Member Since: October 25, 2005 Posts: 19 Comments: 20686
Quoting SLU:


For the sake of the symmetry of the naming system, I hope she doesn't survive to be honest.


Ah, but the naming system is for designating storms that form in each basin. If Barbara retains tropical characteristics, it maintains continuity for the actual weather system.

Plus, it eliminates confusion regarding reporting on the system and subsequently analyzing the data for the system. If a tropical system travels into an adjacent basin, and the name is changed, imagine the confusion regarding updates/reporting to the general public. And, maintaining the data over time.

Edit: So, the symmetry of the naming system is actually preserved by not renaming the system if barbara survives.

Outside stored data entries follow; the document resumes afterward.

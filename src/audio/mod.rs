mod capture;
mod fft;
mod frame;
#[cfg(feature = "pulse")]
mod pulse;
mod source;
mod spectrum;
mod window;

pub use capture::{Capture, CaptureLoop, CaptureStats, EndReason};
pub use fft::{ComplexValue, FftAlgorithm, FftEngine, Frame};
pub use frame::FrameAssembler;
#[cfg(feature = "pulse")]
pub use pulse::{list_sources, PulseSource};
pub use source::{AudioSource, ReaderSource, ToneSource, BYTES_PER_SAMPLE};
pub use spectrum::{Spectrum, SpectrumPublisher, SpectrumReader};
pub use window::WindowTable;

use std::fs::File;
use std::io::BufReader;
use std::sync::Arc;
use tracing::info;

use crate::config::{AnalysisConfig, AudioConfig, SourceKind};
use crate::error::AnalysisError;

/// Validate the analysis settings, build the window and engine, and start
/// the capture thread on `source`.
///
/// Every configuration error is returned before the thread is spawned.
pub fn create_pipeline(
    sample_rate: u32,
    analysis: &AnalysisConfig,
    source: Box<dyn AudioSource>,
) -> Result<(Capture, SpectrumReader), AnalysisError> {
    if sample_rate == 0 {
        return Err(AnalysisError::InvalidConfig("sample rate must be positive".into()));
    }

    let engine = FftEngine::new(analysis.fft_size, analysis.algorithm)?;
    let window = Arc::new(WindowTable::hann(analysis.fft_size)?);
    let (publisher, reader) = SpectrumPublisher::new(sample_rate, analysis.fft_size);

    info!(
        "Analysis: {} Hz, FFT size {}, {:.2} Hz/bin, {:.1} ms per frame",
        sample_rate,
        analysis.fft_size,
        sample_rate as f64 / analysis.fft_size as f64,
        analysis.fft_size as f64 / sample_rate as f64 * 1000.0
    );

    let capture_loop = CaptureLoop::new(source, FrameAssembler::new(window), engine, publisher)
        .with_max_consecutive_errors(analysis.max_consecutive_errors);

    let capture = Capture::start(capture_loop)?;
    Ok((capture, reader))
}

/// Open the configured capture source. Device failures surface here, before
/// any pipeline thread exists.
pub fn open_source(audio: &AudioConfig) -> Result<Box<dyn AudioSource>, AnalysisError> {
    match audio.source {
        SourceKind::Pulse => open_pulse(audio),
        SourceKind::Stdin => Ok(Box::new(ReaderSource::new(std::io::stdin(), "stdin"))),
        SourceKind::File => {
            let path = audio.input.as_ref().ok_or_else(|| {
                AnalysisError::InvalidConfig("file source needs an input path".into())
            })?;
            let file = File::open(path)?;
            Ok(Box::new(ReaderSource::new(
                BufReader::new(file),
                format!("file:{}", path.display()),
            )))
        }
        SourceKind::Tone => Ok(Box::new(
            ToneSource::new(audio.tone_frequency, audio.sample_rate)
                .with_amplitude(audio.tone_amplitude)
                .realtime(true),
        )),
    }
}

#[cfg(feature = "pulse")]
fn open_pulse(audio: &AudioConfig) -> Result<Box<dyn AudioSource>, AnalysisError> {
    Ok(Box::new(PulseSource::open(audio.device.clone(), audio.sample_rate)?))
}

#[cfg(not(feature = "pulse"))]
fn open_pulse(_audio: &AudioConfig) -> Result<Box<dyn AudioSource>, AnalysisError> {
    Err(AnalysisError::DeviceUnavailable(
        "built without PulseAudio support (enable the `pulse` feature)".into(),
    ))
}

Edit2: Sorry for the edits, too early for me, off to get more coffee.
Member Since: June 25, 2011 Posts: 2 Comments: 3731
1057. SLU
Quoting Tropicsweatherpr:
Good morning to all,evening Aussie.

NHC is saying if Barbara remains a tropical cyclone, then it would still be Barbara as it enters the gulf. That is yet to be known, though. Forecasts say that the shear will be too high and Barbara will be an open wave soon but who knows. It would be cool to see a crossover storm in the Atlantic region without changing its name.


For the sake of the symmetry of the naming system, I hope she doesn't survive to be honest.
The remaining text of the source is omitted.